Data supplied Block Start
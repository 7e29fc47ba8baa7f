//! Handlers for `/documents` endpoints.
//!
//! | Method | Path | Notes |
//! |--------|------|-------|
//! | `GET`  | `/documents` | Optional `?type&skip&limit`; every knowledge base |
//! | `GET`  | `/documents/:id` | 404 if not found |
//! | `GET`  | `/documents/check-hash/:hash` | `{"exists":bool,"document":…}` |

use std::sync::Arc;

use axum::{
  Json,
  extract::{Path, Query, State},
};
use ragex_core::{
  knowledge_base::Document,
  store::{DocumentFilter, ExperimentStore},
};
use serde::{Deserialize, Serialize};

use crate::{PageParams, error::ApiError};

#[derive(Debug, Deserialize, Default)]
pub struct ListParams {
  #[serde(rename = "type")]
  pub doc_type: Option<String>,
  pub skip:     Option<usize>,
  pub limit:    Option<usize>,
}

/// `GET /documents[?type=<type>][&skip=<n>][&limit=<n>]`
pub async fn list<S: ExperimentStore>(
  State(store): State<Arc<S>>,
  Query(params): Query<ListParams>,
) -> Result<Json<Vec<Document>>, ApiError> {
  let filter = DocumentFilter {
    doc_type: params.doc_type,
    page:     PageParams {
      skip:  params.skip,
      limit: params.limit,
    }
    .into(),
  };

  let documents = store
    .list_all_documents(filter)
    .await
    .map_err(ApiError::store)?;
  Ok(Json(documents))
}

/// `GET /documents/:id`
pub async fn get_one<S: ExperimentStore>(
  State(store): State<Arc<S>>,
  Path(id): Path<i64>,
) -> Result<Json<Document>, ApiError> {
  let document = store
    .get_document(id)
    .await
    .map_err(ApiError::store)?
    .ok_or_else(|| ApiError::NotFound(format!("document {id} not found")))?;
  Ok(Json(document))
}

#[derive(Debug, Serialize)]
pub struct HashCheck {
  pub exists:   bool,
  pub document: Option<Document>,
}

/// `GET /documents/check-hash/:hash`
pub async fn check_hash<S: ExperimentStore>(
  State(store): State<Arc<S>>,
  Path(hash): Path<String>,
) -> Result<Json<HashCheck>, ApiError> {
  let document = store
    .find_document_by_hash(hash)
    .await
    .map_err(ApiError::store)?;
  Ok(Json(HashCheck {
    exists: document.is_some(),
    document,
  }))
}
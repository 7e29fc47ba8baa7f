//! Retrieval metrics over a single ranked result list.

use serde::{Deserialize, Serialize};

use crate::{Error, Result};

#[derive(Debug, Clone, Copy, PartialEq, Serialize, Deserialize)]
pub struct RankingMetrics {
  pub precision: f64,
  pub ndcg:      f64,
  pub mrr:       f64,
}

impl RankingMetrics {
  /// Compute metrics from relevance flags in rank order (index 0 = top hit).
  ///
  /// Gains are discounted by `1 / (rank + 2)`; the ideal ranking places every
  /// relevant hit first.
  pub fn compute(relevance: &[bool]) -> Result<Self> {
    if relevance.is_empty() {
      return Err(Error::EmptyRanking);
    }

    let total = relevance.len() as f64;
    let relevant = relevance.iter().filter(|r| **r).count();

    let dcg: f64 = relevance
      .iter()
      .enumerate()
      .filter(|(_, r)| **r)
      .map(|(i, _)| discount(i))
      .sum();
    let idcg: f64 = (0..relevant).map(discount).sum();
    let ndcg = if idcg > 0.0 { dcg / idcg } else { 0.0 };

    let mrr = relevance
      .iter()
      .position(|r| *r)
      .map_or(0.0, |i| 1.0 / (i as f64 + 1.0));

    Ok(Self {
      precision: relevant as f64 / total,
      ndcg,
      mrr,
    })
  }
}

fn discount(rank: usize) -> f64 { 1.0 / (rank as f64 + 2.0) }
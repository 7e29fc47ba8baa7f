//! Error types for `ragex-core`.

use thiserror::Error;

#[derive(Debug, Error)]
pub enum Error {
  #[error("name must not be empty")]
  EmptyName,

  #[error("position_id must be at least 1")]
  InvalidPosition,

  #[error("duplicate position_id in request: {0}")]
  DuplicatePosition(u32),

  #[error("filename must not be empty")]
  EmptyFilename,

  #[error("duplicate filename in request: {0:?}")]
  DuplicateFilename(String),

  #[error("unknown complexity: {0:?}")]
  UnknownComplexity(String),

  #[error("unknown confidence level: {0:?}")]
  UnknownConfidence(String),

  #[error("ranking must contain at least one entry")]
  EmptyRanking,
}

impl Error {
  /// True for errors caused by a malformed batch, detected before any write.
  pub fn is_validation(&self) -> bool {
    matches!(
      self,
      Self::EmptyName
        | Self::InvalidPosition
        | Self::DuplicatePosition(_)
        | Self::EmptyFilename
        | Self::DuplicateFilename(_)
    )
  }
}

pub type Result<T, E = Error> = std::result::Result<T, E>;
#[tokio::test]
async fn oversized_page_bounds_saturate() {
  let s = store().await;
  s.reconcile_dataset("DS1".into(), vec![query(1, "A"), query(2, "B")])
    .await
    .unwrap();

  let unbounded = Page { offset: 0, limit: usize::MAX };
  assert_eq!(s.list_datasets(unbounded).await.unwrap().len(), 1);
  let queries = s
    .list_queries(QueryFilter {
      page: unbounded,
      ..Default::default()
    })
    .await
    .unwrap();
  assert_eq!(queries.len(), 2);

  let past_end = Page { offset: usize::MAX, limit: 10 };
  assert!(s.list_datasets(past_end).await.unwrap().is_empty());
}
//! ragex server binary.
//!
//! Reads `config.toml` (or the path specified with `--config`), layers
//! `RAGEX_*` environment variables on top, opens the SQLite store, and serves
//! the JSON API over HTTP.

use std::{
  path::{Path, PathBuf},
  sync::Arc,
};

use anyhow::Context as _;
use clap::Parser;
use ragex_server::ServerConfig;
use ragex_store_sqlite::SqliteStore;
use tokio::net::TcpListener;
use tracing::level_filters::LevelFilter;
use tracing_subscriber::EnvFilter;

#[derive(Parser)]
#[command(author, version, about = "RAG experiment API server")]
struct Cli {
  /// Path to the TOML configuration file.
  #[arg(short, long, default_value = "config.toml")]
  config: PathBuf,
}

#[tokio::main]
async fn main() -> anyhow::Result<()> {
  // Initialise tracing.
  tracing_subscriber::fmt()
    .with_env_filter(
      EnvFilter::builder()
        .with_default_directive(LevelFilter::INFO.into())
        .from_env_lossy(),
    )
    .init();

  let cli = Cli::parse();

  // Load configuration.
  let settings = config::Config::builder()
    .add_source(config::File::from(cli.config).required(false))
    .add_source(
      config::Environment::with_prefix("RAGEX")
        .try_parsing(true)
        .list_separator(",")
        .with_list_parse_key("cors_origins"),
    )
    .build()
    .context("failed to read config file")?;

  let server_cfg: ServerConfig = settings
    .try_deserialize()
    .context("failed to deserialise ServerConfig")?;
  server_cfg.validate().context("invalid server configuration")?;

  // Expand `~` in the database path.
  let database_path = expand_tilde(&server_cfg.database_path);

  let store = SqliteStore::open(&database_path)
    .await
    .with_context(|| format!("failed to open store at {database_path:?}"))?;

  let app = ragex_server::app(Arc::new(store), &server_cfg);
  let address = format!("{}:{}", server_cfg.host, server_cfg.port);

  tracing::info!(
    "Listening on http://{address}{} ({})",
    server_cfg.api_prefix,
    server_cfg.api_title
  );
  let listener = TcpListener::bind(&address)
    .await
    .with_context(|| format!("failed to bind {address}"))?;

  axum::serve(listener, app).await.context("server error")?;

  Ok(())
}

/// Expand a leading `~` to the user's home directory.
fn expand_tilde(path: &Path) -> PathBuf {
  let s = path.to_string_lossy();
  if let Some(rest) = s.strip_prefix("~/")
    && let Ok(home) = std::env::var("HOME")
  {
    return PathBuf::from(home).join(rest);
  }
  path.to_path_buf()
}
Data supplied Block End
**Exercise goal**
Copy each line of the data that contains the word "settings".

**Response for this exercise**
  let settings = config::Config::builder()
  let server_cfg: ServerConfig = settings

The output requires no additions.